Data excerpts
== Segment start ==

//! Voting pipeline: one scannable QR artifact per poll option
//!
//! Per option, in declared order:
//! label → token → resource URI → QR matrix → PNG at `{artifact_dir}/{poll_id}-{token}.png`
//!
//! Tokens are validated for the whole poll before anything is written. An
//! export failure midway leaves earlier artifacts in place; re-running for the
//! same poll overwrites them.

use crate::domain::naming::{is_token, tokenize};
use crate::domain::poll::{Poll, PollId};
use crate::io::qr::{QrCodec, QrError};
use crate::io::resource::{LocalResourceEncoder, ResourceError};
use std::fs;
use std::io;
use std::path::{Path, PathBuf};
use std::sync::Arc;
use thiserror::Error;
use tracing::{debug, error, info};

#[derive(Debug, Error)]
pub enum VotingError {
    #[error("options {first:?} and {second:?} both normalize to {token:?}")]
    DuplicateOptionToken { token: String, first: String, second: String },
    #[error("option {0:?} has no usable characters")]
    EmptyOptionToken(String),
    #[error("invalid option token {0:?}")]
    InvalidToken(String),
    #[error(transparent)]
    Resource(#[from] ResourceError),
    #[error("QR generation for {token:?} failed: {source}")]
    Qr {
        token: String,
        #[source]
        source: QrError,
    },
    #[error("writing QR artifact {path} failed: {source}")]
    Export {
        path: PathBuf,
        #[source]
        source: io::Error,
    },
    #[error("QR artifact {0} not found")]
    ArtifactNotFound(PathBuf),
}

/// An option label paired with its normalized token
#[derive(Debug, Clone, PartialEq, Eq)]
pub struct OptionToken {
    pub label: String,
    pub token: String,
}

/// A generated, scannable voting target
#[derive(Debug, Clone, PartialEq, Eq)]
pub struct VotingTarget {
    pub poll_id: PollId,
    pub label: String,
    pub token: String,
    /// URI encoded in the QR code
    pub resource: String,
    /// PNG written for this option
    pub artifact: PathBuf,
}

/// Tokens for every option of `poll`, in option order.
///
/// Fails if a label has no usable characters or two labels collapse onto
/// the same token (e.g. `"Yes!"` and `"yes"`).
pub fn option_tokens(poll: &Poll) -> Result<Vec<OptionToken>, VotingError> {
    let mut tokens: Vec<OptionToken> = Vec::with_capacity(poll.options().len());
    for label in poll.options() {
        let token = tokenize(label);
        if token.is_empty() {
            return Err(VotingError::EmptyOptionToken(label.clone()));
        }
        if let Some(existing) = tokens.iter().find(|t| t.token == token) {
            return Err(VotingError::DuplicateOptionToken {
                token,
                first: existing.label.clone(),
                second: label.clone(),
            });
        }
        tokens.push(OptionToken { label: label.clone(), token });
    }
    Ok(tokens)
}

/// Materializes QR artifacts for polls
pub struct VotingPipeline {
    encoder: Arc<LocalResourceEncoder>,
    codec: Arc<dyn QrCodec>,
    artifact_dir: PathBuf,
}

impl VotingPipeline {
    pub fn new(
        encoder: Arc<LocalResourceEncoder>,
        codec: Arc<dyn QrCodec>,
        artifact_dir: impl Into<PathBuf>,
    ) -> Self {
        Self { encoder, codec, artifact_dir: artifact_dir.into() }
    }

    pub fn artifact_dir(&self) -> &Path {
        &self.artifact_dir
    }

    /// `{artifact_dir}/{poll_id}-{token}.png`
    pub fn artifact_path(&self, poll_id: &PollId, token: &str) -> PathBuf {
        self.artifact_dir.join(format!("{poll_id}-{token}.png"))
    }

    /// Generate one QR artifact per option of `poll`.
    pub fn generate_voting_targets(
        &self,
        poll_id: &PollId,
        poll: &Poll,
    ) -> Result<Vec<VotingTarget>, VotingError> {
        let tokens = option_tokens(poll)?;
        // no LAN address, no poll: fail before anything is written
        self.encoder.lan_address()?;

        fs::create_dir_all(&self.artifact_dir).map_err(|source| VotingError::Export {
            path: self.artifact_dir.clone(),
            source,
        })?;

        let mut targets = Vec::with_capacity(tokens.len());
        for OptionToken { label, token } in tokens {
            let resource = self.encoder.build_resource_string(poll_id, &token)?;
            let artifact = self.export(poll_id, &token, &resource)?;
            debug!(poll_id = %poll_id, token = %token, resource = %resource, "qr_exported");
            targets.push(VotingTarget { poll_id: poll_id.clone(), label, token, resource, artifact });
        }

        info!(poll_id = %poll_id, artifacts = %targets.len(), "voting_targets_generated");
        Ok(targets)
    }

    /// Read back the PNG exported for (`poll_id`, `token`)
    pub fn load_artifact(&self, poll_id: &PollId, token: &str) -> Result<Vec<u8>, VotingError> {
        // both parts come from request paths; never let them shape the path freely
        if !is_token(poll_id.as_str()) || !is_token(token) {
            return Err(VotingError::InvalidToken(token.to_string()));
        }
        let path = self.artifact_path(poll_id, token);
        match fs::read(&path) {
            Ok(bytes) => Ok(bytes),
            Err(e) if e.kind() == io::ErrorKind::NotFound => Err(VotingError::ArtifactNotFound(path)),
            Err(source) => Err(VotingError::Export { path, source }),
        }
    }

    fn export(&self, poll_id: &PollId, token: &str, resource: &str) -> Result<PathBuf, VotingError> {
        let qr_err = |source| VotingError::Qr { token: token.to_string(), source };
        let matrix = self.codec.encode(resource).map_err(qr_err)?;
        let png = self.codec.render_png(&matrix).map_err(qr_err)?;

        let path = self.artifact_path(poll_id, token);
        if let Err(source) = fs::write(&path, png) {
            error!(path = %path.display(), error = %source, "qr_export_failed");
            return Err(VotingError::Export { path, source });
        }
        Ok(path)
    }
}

== Segment end ==

What you should do: Please make an exact copy of the lines above from the line with "pub struct OptionToken" through the line with "for this option", both ends included.

Solution to this problem:
pub struct OptionToken {
    pub label: String,
    pub token: String,
}

/// A generated, scannable voting target
#[derive(Debug, Clone, PartialEq, Eq)]
pub struct VotingTarget {
    pub poll_id: PollId,
    pub label: String,
    pub token: String,
    /// URI encoded in the QR code
    pub resource: String,
    /// PNG written for this option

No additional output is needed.